A ausência de regulamentação também dificulta a fiscalização, tornando mais desafiador controlar a venda e o uso dos vapes, especialmente entre os menores de 18 anos. Em países onde há regulamentação, o índice de consumo por menores é significativamente menor do que no Brasil, onde 16,8% dos menores de idade já experimentaram o produto, em comparação com apenas 7% no Reino Unido.
Alessandra Bastos destaca: “Quando observamos a evolução dos jovens que experimentaram o cigarro eletrônico em países com regulamentação, apenas 1% deles continua usando o dispositivo. No Brasil, nem mesmo podemos conduzir pesquisas sobre a saúde dos cigarros eletrônicos devido à proibição de sua importação, inclusive para fins de pesquisa”.

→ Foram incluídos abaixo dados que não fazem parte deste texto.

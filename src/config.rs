//! Synth settings passed by value from the host.
//!
//! Field names and defaults match the JSON the web front end exchanges,
//! e.g. `{"frequency": 50, "useBitcrusher": true, "bitcrusher": {"bitDepth": 6}}`.

use serde::{Deserialize, Serialize};

use crate::dsp::bitcrusher::BitcrusherParams;
use crate::error::{NoteError, SettingsError};
use crate::notes::{self, NoteFrequencyTable, PitchClass};

/// Oscillator shapes offered by the front end.
#[derive(Debug, Clone, Copy, PartialEq, Eq, Default, Serialize, Deserialize)]
#[serde(rename_all = "lowercase")]
pub enum Waveform {
    #[default]
    Sine,
    Square,
    Sawtooth,
    Triangle,
}

/// Raw bitcrusher controls as the host stores them.
#[derive(Debug, Clone, Copy, PartialEq, Serialize, Deserialize)]
#[serde(rename_all = "camelCase", default)]
pub struct BitcrusherSettings {
    pub bit_depth: f64,
    pub sample_rate_reduction: f64,
}

impl Default for BitcrusherSettings {
    fn default() -> Self {
        BitcrusherSettings {
            bit_depth: BitcrusherParams::DEFAULT_BIT_DEPTH as f64,
            sample_rate_reduction: BitcrusherParams::DEFAULT_SAMPLE_RATE_REDUCTION as f64,
        }
    }
}

impl BitcrusherSettings {
    /// Kernel params, rounded and clamped into range.
    pub fn params(&self) -> BitcrusherParams {
        BitcrusherParams::from_host(self.bit_depth, self.sample_rate_reduction)
    }
}

/// Everything the front end controls.
#[derive(Debug, Clone, PartialEq, Serialize, Deserialize)]
#[serde(rename_all = "camelCase", default)]
pub struct SynthSettings {
    /// Oscillator frequency in Hz.
    pub frequency: f64,
    /// Selected pitch class, sharp spelling (e.g. "A", "C#").
    pub note: String,
    pub octave: i32,
    /// Output gain [0, 1].
    pub gain: f64,
    pub waveform: Waveform,
    pub use_bitcrusher: bool,
    pub bitcrusher: BitcrusherSettings,
}

impl Default for SynthSettings {
    fn default() -> Self {
        SynthSettings {
            frequency: 50.0,
            note: "A".to_string(),
            octave: 4,
            gain: 0.5,
            waveform: Waveform::Sine,
            use_bitcrusher: false,
            bitcrusher: BitcrusherSettings::default(),
        }
    }
}

impl SynthSettings {
    /// Parse settings JSON. Missing fields take their defaults.
    pub fn from_json(json: &str) -> Result<Self, SettingsError> {
        Ok(serde_json::from_str(json)?)
    }

    pub fn to_json(&self) -> Result<String, SettingsError> {
        Ok(serde_json::to_string(self)?)
    }

    /// Check every field is usable.
    pub fn validate(&self) -> Result<(), SettingsError> {
        if !self.frequency.is_finite() || self.frequency < 0.0 {
            return Err(SettingsError::InvalidField {
                field: "frequency",
                reason: format!("must be a non-negative number, got {}", self.frequency),
            });
        }
        if !(0.0..=1.0).contains(&self.gain) {
            return Err(SettingsError::InvalidField {
                field: "gain",
                reason: format!("must be within [0, 1], got {}", self.gain),
            });
        }
        if PitchClass::from_name(&self.note).is_none() {
            return Err(SettingsError::InvalidField {
                field: "note",
                reason: format!("unknown pitch class '{}'", self.note),
            });
        }
        if !(notes::MIN_OCTAVE..=notes::MAX_OCTAVE).contains(&self.octave) {
            return Err(SettingsError::InvalidField {
                field: "octave",
                reason: format!(
                    "must be within [{}, {}], got {}",
                    notes::MIN_OCTAVE,
                    notes::MAX_OCTAVE,
                    self.octave
                ),
            });
        }
        Ok(())
    }

    /// Bitcrusher params when the effect is switched on.
    pub fn active_bitcrusher(&self) -> Option<BitcrusherParams> {
        self.use_bitcrusher.then(|| self.bitcrusher.params())
    }

    /// Frequency of the selected note and octave.
    pub fn note_frequency(&self, table: &NoteFrequencyTable) -> Result<f64, NoteError> {
        let pitch_class = PitchClass::from_name(&self.note).ok_or_else(|| NoteError::UnknownNote {
            name: format!("{}{}", self.note, self.octave),
        })?;
        table.frequency_of(pitch_class, self.octave)
    }

    /// Name of the note closest to the current frequency.
    pub fn closest_note<'t>(&self, table: &'t NoteFrequencyTable) -> Result<&'t str, NoteError> {
        notes::closest_note(self.frequency, table)
    }
}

Para abordar essa questão crucial de saúde pública, o Senado Federal realizará uma audiência pública no final deste mês. O objetivo é discutir a importância da regulamentação dos cigarros eletrônicos no país. A Agência Nacional de Vigilância Sanitária (Anvisa) também está envolvida em um processo de discussão regulatória sobre dispositivos eletrônicos, embora informações detalhadas sobre o processo só sejam divulgadas após sua conclusão.